As mentioned above, the cello in Haydn’s piano trios has almost no independent parts, but merely doubles the bass line of the piano. Had Haydn been using a modern piano he probably would have given the cello independence in those trios. The fact is, the piano of the time had a rather weak-sounding bass and could not sustain a note, either bass or treble, for any appreciable length. The sound died quickly. In Haydn’s piano trios the cello not only adds strength and fullness to the bass line of the piano, but it is used to sustain notes whenever the music calls for a bass note to be held for any length. In his piano trios the violin mostly has the role of accompaniment, but has the melody now and then, usually being doubled by the treble in the piano when it does take the melody. It can be said that his piano trios are actually piano sonatas with a violin and cello helping to overcome the deficiencies of the eighteenth century piano. It can also be said that the artistry and invention in Haydn’s piano trios is far beyond that of his sonatas for solo piano.

I should mention that the stringed instruments and pianos of the eighteenth century created a smoother blend of sound than our modern ones. Players of modern instruments, especially violinists, have to understand this and adjust their playing accordingly when playing these piano trios, or for that matter, any chamber music for piano and strings from the classical period.
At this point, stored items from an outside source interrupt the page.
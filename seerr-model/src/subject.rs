use std::fmt;

use crate::media_kind::MediaKind;

/// What kind of detail page a subject was selected from.
#[derive(Debug, Clone, Copy, PartialEq, Eq, Hash)]
#[cfg_attr(feature = "serde", derive(serde::Serialize, serde::Deserialize))]
#[cfg_attr(feature = "serde", serde(rename_all = "lowercase"))]
pub enum SubjectKind {
    Person,
    Studio,
    Network,
}

impl SubjectKind {
    /// Media kind of the catalog endpoint queried for this subject.
    /// People have no single catalog kind.
    pub fn catalog_kind(&self) -> Option<MediaKind> {
        match self {
            SubjectKind::Person => None,
            SubjectKind::Studio => Some(MediaKind::Movie),
            SubjectKind::Network => Some(MediaKind::Tv),
        }
    }
}

impl fmt::Display for SubjectKind {
    fn fmt(&self, f: &mut fmt::Formatter<'_>) -> fmt::Result {
        match self {
            SubjectKind::Person => f.write_str("person"),
            SubjectKind::Studio => f.write_str("studio"),
            SubjectKind::Network => f.write_str("network"),
        }
    }
}

/// The person, studio, or network whose supplementary catalog is shown.
#[derive(Debug, Clone, PartialEq, Eq, Hash)]
#[cfg_attr(feature = "serde", derive(serde::Serialize, serde::Deserialize))]
#[cfg_attr(feature = "serde", serde(rename_all = "camelCase"))]
pub struct Subject {
    pub kind: SubjectKind,
    /// Provider id. Studios reached from the host's own studio list carry
    /// only a display name and are resolved by name.
    pub id: Option<u64>,
    pub display_name: String,
}

impl Subject {
    pub fn new(
        kind: SubjectKind,
        id: Option<u64>,
        display_name: impl Into<String>,
    ) -> Self {
        Self {
            kind,
            id,
            display_name: display_name.into(),
        }
    }

    pub fn person(id: u64, display_name: impl Into<String>) -> Self {
        Self::new(SubjectKind::Person, Some(id), display_name)
    }

    pub fn studio_named(display_name: impl Into<String>) -> Self {
        Self::new(SubjectKind::Studio, None, display_name)
    }
}

impl fmt::Display for Subject {
    fn fmt(&self, f: &mut fmt::Formatter<'_>) -> fmt::Result {
        match self.id {
            Some(id) => write!(f, "{} {} ({})", self.kind, self.display_name, id),
            None => write!(f, "{} {}", self.kind, self.display_name),
        }
    }
}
Haydn retired in 1790 from his job as director of music at the Esterhazy palace. Feeling somewhat restless, he planned a trip to London.  His young friend, Wolfgang Mozart begged him not to go, but off he went. On his way to London he stopped over in Bonn, Germany and met the 19 year-old Beethoven. In London he was a raving success. He composed his symphonies 92-98 while he was there. The British audience was electrified by these symphonies, and in awe of Haydn, who conducted them from the piano, as was the custom at the time.

On his return to Vienna in the summer of 1792 he found out that Mozart had died the previous December. Saddened by the loss of his incredibly talented friend, he said, “The world will not see genius like that for another hundred years.”

He returned to London in 1794 and while there composed symphonies 99-104 as well as his most famous piano trio, called the Gypsy Trio because of the use of a gypsy melody as the theme of the last movement. Again he was a smashing success in London. He had retired comfortably from his service at the Esterhazy palace, but his two London trips made him a wealthy man.

Having returned to Vienna in 1795 he spent the remainder of his life there. Baron Von Swieten, a man who was influential to Mozart, Haydn, and Beethoven, encouraged Haydn to compose an oratorio in the style of Handel. He composed two of them. His oratorios The Creation and The Seasons are among his finest works.

Haydn left the world with fifty-one piano sonatas and numerous other works for solo piano. No composer at that time period treated any form of solo piano music as a serious art form, and Haydn was no exception. The piano of the time was too limited in its ability. It only had five octaves. The sound died quickly, thus it was impossible to achieve a legato sound or to hold a note over several measures. The responsiveness to touch was not very good. For both Haydn and Mozart the music for solo piano is rather simple, but the music for piano in combination with other instruments is much more creative. His last three piano sonatas are an exception, and helped pave the way for Beethoven. He rubbed elbows with the best musicians and composers in England during his two visits and absorbed a certain amount of the English style of piano composition. And he had access to the newest and best pianos in London.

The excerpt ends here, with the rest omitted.